The Big Mac Blog

Dear Star Wars, find a new Death Star

The Death Star is back for the latest Star Wars flick, “Rogue One: A Star Wars Story.”
The Death Star is back for the latest Star Wars flick, “Rogue One: A Star Wars Story.” AP

Darth Vader has been called one of cinema’s greatest villains, usurped only by the sprawling housing complex in which he lives.

The Death Star is the ultimate contractor’s dream - it’s a government building in constant need of major repair. The Empire builds it, the Rebellion blows it up, and the contractor re-builds it again. Can you imagine the costs of building a Death Star? The plumbing must have been a nightmare, the duct work a disaster, and everyone knows that the wiring was done on the cheap - why does it blow up so just easily?

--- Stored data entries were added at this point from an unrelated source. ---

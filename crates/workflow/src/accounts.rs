//! User registration and role management.

use chrono::Utc;
use common::UserId;
use domain::{NewUser, Role, User};
use store::MarketStore;

use crate::access::load_with_role;
use crate::error::{Result, WorkflowError};

/// Registers users and manages their roles.
pub struct AccountService<S: MarketStore> {
    store: S,
}

impl<S: MarketStore> AccountService<S> {
    pub fn new(store: S) -> Self {
        Self { store }
    }

    /// Registers a buyer or seller. Admin accounts cannot self-register.
    #[tracing::instrument(skip(self, input), fields(username = %input.username))]
    pub async fn register(&self, input: NewUser) -> Result<User> {
        if input.role == Role::Admin {
            return Err(WorkflowError::forbidden("admin accounts cannot be registered"));
        }
        let user = input.into_user(Utc::now())?;
        self.store.insert_user(&user).await?;
        tracing::info!(user_id = %user.id, role = %user.role, "user registered");
        Ok(user)
    }

    pub async fn get_user(&self, id: UserId) -> Result<User> {
        self.store
            .get_user(id)
            .await?
            .ok_or_else(|| WorkflowError::not_found("user", id))
    }

    pub async fn list_users(&self, actor_id: UserId) -> Result<Vec<User>> {
        load_with_role(&self.store, actor_id, Role::Admin, "list users").await?;
        Ok(self.store.list_users().await?)
    }

    #[tracing::instrument(skip(self))]
    pub async fn change_role(&self, actor_id: UserId, user_id: UserId, role: Role) -> Result<User> {
        load_with_role(&self.store, actor_id, Role::Admin, "change roles").await?;
        if !self.store.set_user_role(user_id, role, Utc::now()).await? {
            return Err(WorkflowError::not_found("user", user_id));
        }
        self.get_user(user_id).await
    }

    /// Makes sure an admin with this email exists, creating it on first start.
    ///
    /// An existing account with the email is promoted to admin.
    pub async fn ensure_admin(&self, email: &str, username: &str) -> Result<User> {
        let input = NewUser {
            email: email.to_string(),
            username: username.to_string(),
            name: username.to_string(),
            role: Role::Admin,
        };
        let admin = input.into_user(Utc::now())?;

        if let Some(existing) = self.store.find_user_by_email(&admin.email).await? {
            if existing.is_admin() {
                return Ok(existing);
            }
            self.store
                .set_user_role(existing.id, Role::Admin, Utc::now())
                .await?;
            tracing::info!(user_id = %existing.id, "existing user promoted to admin");
            return self.get_user(existing.id).await;
        }

        self.store.insert_user(&admin).await?;
        tracing::info!(user_id = %admin.id, "bootstrap admin created");
        Ok(admin)
    }
}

Then there are the insurance agents who want their cut and push on The Empire, “Rebel Alliance Explosion Prevention” policies, which are historically not an inexpensive premiums, either.

BTW - The insurance agents on these are notoriously difficult to cover explosions; the Death Star and The Empire must prove that the explosion was indeed planted by the Rebel Alliance. And the Rebel Alliance is normally decent at not leaving finger prints, thus making coverage claims a hassle.

There are eight movies in the Star Wars franchise, and the Death Star has been the main villain in four of them. That’s enough.

The rumor was the Death Star was not finished for “The Return of the Jedi” because three of the framing guys just quit, pipes broke, and the foreman was fired after he was caught having an affair with Bob Fett’s ex-wife (his real name is Robert; he changed it to Boba to sound more menacing - his agent said “Bob Fett The Bounty Hunter” did not sound as intimidating as “Boba Fett the Bounty Hunter”).

The Death Star is once again back with Disney’s “Rogue One: More Money From Star Wars Because ESPN is Killing Mickey” that was released to both critical and nerd acclaim.

SPOILER ALERT: George Lucas wins.

As an out-of-the-closet junkie for this commercialism crap, Rogue One is indeed a worthy companion to the iconic film franchise that could fund multiple Russian/American voting hacking projects. This is not a typical Star Wars movie - it’s not as fluffy, some good guys go down, there is little humor. The final one-third of the movie is tremendous and makes the two-hour movie worth it.

Rogue One takes place between “Episode III: The One That Didn’t Suck as Bad as I & II” and “Episode IV: A New Hope.”

The new installment features a finale that has Darth Vader on the first rebel ship doing Darth Vader things, and a young CGI’d version of Princess Leia (Carrie Fisher from her affair days with Han Solo.)

Rogue One is entirely about the rebel alliance’s effort to steal the plans to destroy The Death Star.

As great as The Death Star is, surely an organization as vast and as powerful as The Death Star must have some other means of mass destruction. This reliance on one tool as a means of both housing and ruination demonstrates a lack of creative and forward thinking on the part of the Empire.

The Empire clearly has some things figured out, but not everything. Case in point - the Stormtrooper, the worst soldier in the galaxy. The Stormtrooper has been around forever, and they never improve. The existence of the Stormtrooper suggests the Empire should privatize its ground army.

I smell a tremendous opportunity for an ambitious consulting firm to swoop in at $1,000 per hour to advise The Empire on a series potential options to the Death Star (which we know the First Order regime will likely ignore; after all, consultants exist to be paid, not to be heard). There will be countless meetings, artist renderings, and many two-hour lunches.

When fully operational, the Death Star was great - a giant condo’ that features a jacuzzi, shuffle board and it can blow up a dumpy planet like Tatooine deserves proper recognition. Clearly, however, it’s a flawed venture project with an expiration date.

The Rebels always figure out a way to blow it up. This screams of a government contractor - how is there a switch in every one to trigger an explosion of that scale?

The Empire has been all about the past now it must embrace the future. Perhaps hire a social media coordinator, too. Maybe a Twitter account, or at a minimum a Snapchat page to show citizens some of the new ambitious programs from a sugar-free yogurt bar to allowing Stormtroopers to take dogs to work.

“Rogue One” is a winner, and like the rest of the world I am excited for next year’s release of “Episode VIII: Surpassing Apple” - but it’s time for The Empire to be done with The Death Star.